* [REQUIRED ACTION] Reproduce the records below exactly as given.

* [DATA FOR THIS EXERCISE]
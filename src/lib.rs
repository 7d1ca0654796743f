// Copyright 2024 Andrew Kubera
// See the COPYRIGHT file at the top-level directory of this
// distribution.
//
// Licensed under the Apache License, Version 2.0 <LICENSE-APACHE or
// http://www.apache.org/licenses/LICENSE-2.0> or the MIT license
// <LICENSE-MIT or http://opensource.org/licenses/MIT>, at your
// option. This file may not be copied, modified, or distributed
// except according to those terms.

//! Lexicographically sortable rank keys
//!
//! A [`Rank`] is a short string such as `0|hzzzzz` which sorts by
//! plain string comparison. Moving an item in an ordered list only
//! requires generating a new rank between the ranks of its new
//! neighbours; no other item has to be rewritten.
//!
//! Internally a rank is a [`Bucket`] paired with a [`BigDecimal`]: an
//! arbitrary precision decimal stored in one of the supported
//! [`NumeralSystem`]s (base-36 by default). Generating a rank between
//! two others picks the shortest decimal strictly between them, so
//! keys grow slowly under repeated insertion at the same position.
//!
//! # Example
//!
//! ```
//! use lexorank::Rank;
//! use std::str::FromStr;
//!
//! let first = Rank::from_str("0|100000").unwrap();
//! let last = first.gen_next();
//! assert_eq!(last.as_str(), "0|100008");
//!
//! let middle = first.between(&last).unwrap();
//! assert!(first < middle && middle < last);
//! assert!(first.as_str() < middle.as_str() && middle.as_str() < last.as_str());
//! ```
#![cfg_attr(not(feature = "std"), no_std)]
#![allow(clippy::style)]
#![allow(clippy::needless_return)]
#![allow(clippy::redundant_field_names)]


pub extern crate num_bigint;
pub extern crate num_traits;
extern crate num_integer;

#[cfg(feature = "serde")]
extern crate serde;

#[cfg(feature = "std")]
include!("./with_std.rs");

#[cfg(not(feature = "std"))]
include!("./without_std.rs");

// make available some standard items
use self::stdlib::fmt;
use self::stdlib::string::String;

pub use num_bigint::Sign;

// digit storage & slice algorithms
mod bigdigit;
mod arithmetic;

pub mod numeral;
pub use numeral::NumeralSystem;

mod integer;
pub use integer::BigInteger;

mod decimal;
pub use decimal::BigDecimal;

pub mod rounding;
pub use rounding::RoundingMode;

mod bucket;
pub use bucket::Bucket;

// Rank parameters
mod context;
pub use context::{Context, RANK_WIDTH};

mod rank;
pub use rank::Rank;

// Ord, PartialOrd, Hash
mod impl_cmp;
// Display, Debug
mod impl_fmt;
// Neg
mod impl_ops;
// From<T>, ToPrimitive, num_bigint interop
mod impl_convert;
// FromStr
mod impl_trait_from_str;

#[cfg(feature = "serde")]
mod impl_serde;


/// Broad classification of a [`LexoRankError`]
#[derive(Clone, Copy, Debug, Hash, PartialEq, Eq)]
pub enum ErrorKind {
    /// A character outside the numeral system's alphabet
    InvalidDigit,
    /// Any other malformed input or unsupported combination of operands
    InvalidArgument,
}

/// Errors produced while parsing or combining ranks and numbers
#[derive(Debug, Clone, PartialEq, Eq)]
pub enum LexoRankError {
    /// No digits where at least one was required
    Empty,
    /// Character is not a digit, sign, or radix point of the numeral system
    InvalidDigit(char),
    /// Decimal text contains the radix point more than once
    MultipleRadixPoints(char),
    /// Operands belong to numeral systems with different bases
    SystemMismatch { left: u8, right: u8 },
    /// Bucket id is not one of 0, 1, or 2
    UnknownBucket(String),
    /// Rank text has no `|` between bucket and decimal
    MissingSeparator(String),
    /// Ranks live in different buckets
    DifferentBuckets,
    /// Both ranks hold the same decimal
    IdenticalRanks(String, String),
    /// Decimal lies outside the range a rank may hold
    OutOfRange(String),
    /// Complement width is zero or narrower than the magnitude
    InvalidWidth { width: usize, digits: usize },
}

impl LexoRankError {
    /// Classify this error
    pub fn kind(&self) -> ErrorKind {
        match *self {
            LexoRankError::InvalidDigit(_) => ErrorKind::InvalidDigit,
            _ => ErrorKind::InvalidArgument,
        }
    }
}

impl fmt::Display for LexoRankError {
    fn fmt(&self, f: &mut fmt::Formatter) -> fmt::Result {
        use LexoRankError::*;

        match *self {
            Empty => f.write_str("Failed to parse empty string"),
            InvalidDigit(ch) => write!(f, "Not a valid digit: {:?}", ch),
            MultipleRadixPoints(ch) => write!(f, "More than one {:?}", ch),
            SystemMismatch { left, right } => {
                write!(f, "Expected numbers of same numeral system (base {} and base {})", left, right)
            }
            UnknownBucket(ref id) => write!(f, "Unknown bucket: {}", id),
            MissingSeparator(ref text) => write!(f, "Missing '|' in rank: {}", text),
            DifferentBuckets => f.write_str("different buckets"),
            IdenticalRanks(ref a, ref b) => write!(f, "ranks cannot be the same: {}, {}", a, b),
            OutOfRange(ref text) => write!(f, "Decimal out of rank range: {}", text),
            InvalidWidth { width, digits } => {
                write!(f, "Complement width {} cannot hold {} digits", width, digits)
            }
        }
    }
}

#[cfg(feature = "std")]
impl std::error::Error for LexoRankError {}
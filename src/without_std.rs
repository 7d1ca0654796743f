#[allow(unused_imports)]
#[macro_use]
extern crate alloc;

#[cfg(test)]
extern crate siphasher;

// Wrap core:: modules in namespace
#[allow(unused_imports)]
mod stdlib {

    pub use core::{
        cmp,
        convert,
        fmt,
        hash,
        iter,
        num,
        ops,
        str,
    };

    #[cfg(test)]
    pub use siphasher::sip::SipHasher as DefaultHasher;

    pub use alloc::string;
    pub use alloc::vec;
    pub use alloc::vec::Vec;
}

* [THE ANSWER]
filename src/lib.rs
repository 7d1ca0654796743f
// Copyright 2024 Andrew Kubera
// See the COPYRIGHT file at the top-level directory of this
// distribution.
//
// Licensed under the Apache License, Version 2.0 <LICENSE-APACHE or
// http://www.apache.org/licenses/LICENSE-2.0> or the MIT license
// <LICENSE-MIT or http://opensource.org/licenses/MIT>, at your
// option. This file may not be copied, modified, or distributed
// except according to those terms.

//! Lexicographically sortable rank keys
//!
//! A [`Rank`] is a short string such as `0|hzzzzz` which sorts by
//! plain string comparison. Moving an item in an ordered list only
//! requires generating a new rank between the ranks of its new
//! neighbours; no other item has to be rewritten.
//!
//! Internally a rank is a [`Bucket`] paired with a [`BigDecimal`]: an
//! arbitrary precision decimal stored in one of the supported
//! [`NumeralSystem`]s (base-36 by default). Generating a rank between
//! two others picks the shortest decimal strictly between them, so
//! keys grow slowly under repeated insertion at the same position.
//!
//! # Example
//!
//! ```
//! use lexorank::Rank;
//! use std::str::FromStr;
//!
//! let first = Rank::from_str("0|100000").unwrap();
//! let last = first.gen_next();
//! assert_eq!(last.as_str(), "0|100008");
//!
//! let middle = first.between(&last).unwrap();
//! assert!(first < middle && middle < last);
//! assert!(first.as_str() < middle.as_str() && middle.as_str() < last.as_str());
//! ```
#![cfg_attr(not(feature = "std"), no_std)]
#![allow(clippy::style)]
#![allow(clippy::needless_return)]
#![allow(clippy::redundant_field_names)]


pub extern crate num_bigint;
pub extern crate num_traits;
extern crate num_integer;

#[cfg(feature = "serde")]
extern crate serde;

#[cfg(feature = "std")]
include!("./with_std.rs");

#[cfg(not(feature = "std"))]
include!("./without_std.rs");

// make available some standard items
use self::stdlib::fmt;
use self::stdlib::string::String;

pub use num_bigint::Sign;

// digit storage & slice algorithms
mod bigdigit;
mod arithmetic;

pub mod numeral;
pub use numeral::NumeralSystem;

mod integer;
pub use integer::BigInteger;

mod decimal;
pub use decimal::BigDecimal;

pub mod rounding;
pub use rounding::RoundingMode;

mod bucket;
pub use bucket::Bucket;

// Rank parameters
mod context;
pub use context::{Context, RANK_WIDTH};

mod rank;
pub use rank::Rank;

// Ord, PartialOrd, Hash
mod impl_cmp;
// Display, Debug
mod impl_fmt;
// Neg
mod impl_ops;
// From<T>, ToPrimitive, num_bigint interop
mod impl_convert;
// FromStr
mod impl_trait_from_str;

#[cfg(feature = "serde")]
mod impl_serde;


/// Broad classification of a [`LexoRankError`]
#[derive(Clone, Copy, Debug, Hash, PartialEq, Eq)]
pub enum ErrorKind {
    /// A character outside the numeral system's alphabet
    InvalidDigit,
    /// Any other malformed input or unsupported combination of operands
    InvalidArgument,
}

/// Errors produced while parsing or combining ranks and numbers
#[derive(Debug, Clone, PartialEq, Eq)]
pub enum LexoRankError {
    /// No digits where at least one was required
    Empty,
    /// Character is not a digit, sign, or radix point of the numeral system
    InvalidDigit(char),
    /// Decimal text contains the radix point more than once
    MultipleRadixPoints(char),
    /// Operands belong to numeral systems with different bases
    SystemMismatch { left: u8, right: u8 },
    /// Bucket id is not one of 0, 1, or 2
    UnknownBucket(String),
    /// Rank text has no `|` between bucket and decimal
    MissingSeparator(String),
    /// Ranks live in different buckets
    DifferentBuckets,
    /// Both ranks hold the same decimal
    IdenticalRanks(String, String),
    /// Decimal lies outside the range a rank may hold
    OutOfRange(String),
    /// Complement width is zero or narrower than the magnitude
    InvalidWidth { width: usize, digits: usize },
}

impl LexoRankError {
    /// Classify this error
    pub fn kind(&self) -> ErrorKind {
        match *self {
            LexoRankError::InvalidDigit(_) => ErrorKind::InvalidDigit,
            _ => ErrorKind::InvalidArgument,
        }
    }
}

impl fmt::Display for LexoRankError {
    fn fmt(&self, f: &mut fmt::Formatter) -> fmt::Result {
        use LexoRankError::*;

        match *self {
            Empty => f.write_str("Failed to parse empty string"),
            InvalidDigit(ch) => write!(f, "Not a valid digit: {:?}", ch),
            MultipleRadixPoints(ch) => write!(f, "More than one {:?}", ch),
            SystemMismatch { left, right } => {
                write!(f, "Expected numbers of same numeral system (base {} and base {})", left, right)
            }
            UnknownBucket(ref id) => write!(f, "Unknown bucket: {}", id),
            MissingSeparator(ref text) => write!(f, "Missing '|' in rank: {}", text),
            DifferentBuckets => f.write_str("different buckets"),
            IdenticalRanks(ref a, ref b) => write!(f, "ranks cannot be the same: {}, {}", a, b),
            OutOfRange(ref text) => write!(f, "Decimal out of rank range: {}", text),
            InvalidWidth { width, digits } => {
                write!(f, "Complement width {} cannot hold {} digits", width, digits)
            }
        }
    }
}

#[cfg(feature = "std")]
impl std::error::Error for LexoRankError {}
filename src/without_std.rs
repository 7d1ca0654796743f
#[allow(unused_imports)]
#[macro_use]
extern crate alloc;

#[cfg(test)]
extern crate siphasher;

// Wrap core:: modules in namespace
#[allow(unused_imports)]
mod stdlib {

    pub use core::{
        cmp,
        convert,
        fmt,
        hash,
        iter,
        num,
        ops,
        str,
    };

    #[cfg(test)]
    pub use siphasher::sip::SipHasher as DefaultHasher;

    pub use alloc::string;
    pub use alloc::vec;
    pub use alloc::vec::Vec;
}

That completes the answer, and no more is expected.